(Update: Mela closed in 2016. Consider The Punjab around the corner, where I’ve had many fine meals)
Our next evening in London was a bit of an exploration. We started off by heading to Seven Dials for drinks at Detroit. Despite a name that makes most Americans snicker, it’s actually a rather good cocktail bar, and for bonus points, we got to meet up with Richard Barnett, the author of the most excellent Book of Gin. After Detroit, we decided to do dinner in the area. The immediate Soho/Covent Garden area has rather a few decent Indian places nestled in amongst the more common Chinese places. In particular, we’ve previously enjoyed The Punjab, London’s oldest Indian restaurant, but it was booked solid this time. We ended up at Mela, an Indian place on Shaftesbury that has a rather good reputation as well.
One of the things that London has no shortage of is Indian restaurants, although if one is being particular for a particular style, it can be rather hard to find one of the better authentic places instead one of the Bangladeshi-run places serving highly Anglicized dishes such as balti or chicken tikka masala (don’t get me wrong, I actually enjoy a good balti or a chicken tikka masala, but not when I’m in the mood for authentic Indian food). Mela is definitely a pan-Indian place, but it does have a rather impressive selection of good, authentic-tasting Indian dishes.
In our case, we wanted to get a good array of standard Indian dishes to share at the table, including paneer tikka, rogan josh, murg jalfrezi (one of my favorites), and some paratha bread. I’ll have to say, we were pretty pleased with the assortment.
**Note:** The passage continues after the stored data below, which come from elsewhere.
//! Application configuration. Store selection, backend credentials, paths.

use crate::domain::DomainError;
use crate::usecases::reminder_service::DEFAULT_UPCOMING_LIMIT;
use serde::Deserialize;
use std::fmt;
use std::str::FromStr;

pub const DEFAULT_DATA_DIR: &str = "./data";
pub const DEFAULT_EXPORT_DIR: &str = "./exports";

/// Which record store the binary wires up.
#[derive(Debug, Clone, Copy, PartialEq, Eq, Default)]
pub enum StoreKind {
    #[default]
    Sqlite,
    Postgrest,
}

impl FromStr for StoreKind {
    type Err = DomainError;

    fn from_str(s: &str) -> Result<Self, Self::Err> {
        match s.trim().to_lowercase().as_str() {
            "sqlite" | "local" => Ok(StoreKind::Sqlite),
            "postgrest" | "supabase" | "remote" => Ok(StoreKind::Postgrest),
            other => Err(DomainError::Config(format!(
                "unknown store '{}', expected sqlite or postgrest",
                other
            ))),
        }
    }
}

impl fmt::Display for StoreKind {
    fn fmt(&self, f: &mut fmt::Formatter<'_>) -> fmt::Result {
        match self {
            StoreKind::Sqlite => f.write_str("sqlite"),
            StoreKind::Postgrest => f.write_str("postgrest"),
        }
    }
}

#[derive(Debug, Deserialize, Default)]
pub struct AppConfig {
    /// `sqlite` (default) or `postgrest`. Read from PREGNANCY_STORE.
    #[serde(default)]
    pub store: Option<String>,

    /// Directory for the SQLite database. Read from PREGNANCY_DATA_DIR.
    #[serde(default)]
    pub data_dir: Option<String>,

    // ─────────────────────────────────────────────────────────────────────────
    // Hosted backend (PostgREST / Supabase)
    // ─────────────────────────────────────────────────────────────────────────
    /// Project URL. Read from PREGNANCY_BACKEND_URL, falls back to SUPABASE_URL.
    #[serde(default)]
    pub backend_url: Option<String>,

    /// Anon API key. Read from PREGNANCY_BACKEND_ANON_KEY, falls back to SUPABASE_ANON_KEY.
    #[serde(default)]
    pub backend_anon_key: Option<String>,

    /// Signed-in user's JWT. Read from PREGNANCY_BACKEND_ACCESS_TOKEN.
    #[serde(default)]
    pub backend_access_token: Option<String>,

    // ─────────────────────────────────────────────────────────────────────────
    // Application
    // ─────────────────────────────────────────────────────────────────────────
    /// User whose dashboard the binary shows. Read from PREGNANCY_OWNER_ID.
    #[serde(default)]
    pub owner_id: Option<String>,

    /// Size of the upcoming-reminders slice (default 5). Read from PREGNANCY_UPCOMING_LIMIT.
    #[serde(default)]
    pub upcoming_limit: Option<usize>,

    /// Where trend CSVs are written. Read from PREGNANCY_EXPORT_DIR.
    #[serde(default)]
    pub export_dir: Option<String>,
}

impl AppConfig {
    /// Reads the process environment and the optional PREGNANCY_CONFIG file.
    /// `.env` is not read here; the binary loads it once at startup.
    pub fn load() -> Result<Self, config::ConfigError> {
        let mut c = config::Config::builder();
        c = c.add_source(config::Environment::with_prefix("PREGNANCY"));
        if let Ok(path) = std::env::var("PREGNANCY_CONFIG") {
            c = c.add_source(config::File::with_name(&path));
        }
        let mut cfg: Self = c.build()?.try_deserialize()?;
        // Frontend-style names, so an existing Supabase .env works unchanged
        if cfg.backend_url.is_none() {
            cfg.backend_url = std::env::var("SUPABASE_URL").ok();
        }
        if cfg.backend_anon_key.is_none() {
            cfg.backend_anon_key = std::env::var("SUPABASE_ANON_KEY").ok();
        }
        Ok(cfg)
    }

    /// Parsed store kind. Defaults to SQLite when unset.
    pub fn store_kind(&self) -> Result<StoreKind, DomainError> {
        match self.store.as_deref() {
            None => Ok(StoreKind::default()),
            Some(s) => s.parse(),
        }
    }

    pub fn data_dir_or_default(&self) -> String {
        self.data_dir
            .clone()
            .unwrap_or_else(|| DEFAULT_DATA_DIR.to_string())
    }

    pub fn export_dir_or_default(&self) -> String {
        self.export_dir
            .clone()
            .unwrap_or_else(|| DEFAULT_EXPORT_DIR.to_string())
    }

    /// Returns the upcoming-reminders limit. Defaults to 5; zero counts as unset.
    pub fn upcoming_limit_or_default(&self) -> usize {
        self.upcoming_limit
            .filter(|n| *n > 0)
            .unwrap_or(DEFAULT_UPCOMING_LIMIT)
    }

    /// Returns true if the hosted backend is fully configured.
    pub fn is_backend_configured(&self) -> bool {
        self.backend_url.as_deref().is_some_and(|s| !s.is_empty())
            && self.backend_anon_key.as_deref().is_some_and(|s| !s.is_empty())
    }
}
The paratha was both chewy and nicely toasted, for the overall toasty note that I look for in a nice Indian bread.
The paneer tikka was flavorful chunks of paneer marinated in spices and grilled in the tandoor just to the point of crispiness, served up with a nice salad.
The rogan josh was also a rich and flavorful lamb dish with a rather aromatic sauce rich in onions, ginger, garlic, and yogurt, with tender chunks of lamb.
But I was most pleased by the murg jalfrezi. Done well, a murg jalfrezi should be a thick and relatively dry sauce heavy in the onion, chile pepper, coriander, cumin, and ginger, and this was a rather good rendition of it, with a bold spicy note (although, like usual, I did proclaim that it could have used a bit more ginger). Chased down with a little of the excellent paratha bread, and this was a solid main dish.
Overall, I was pleased with Mela. The flavors were rich, bold, and authentic, the restaurant pleasant, and the staff friendly and efficient (they did originally deliver a wrong order, but promptly fixed it without fuss). I’ll keep them on my list for a revisit at some point.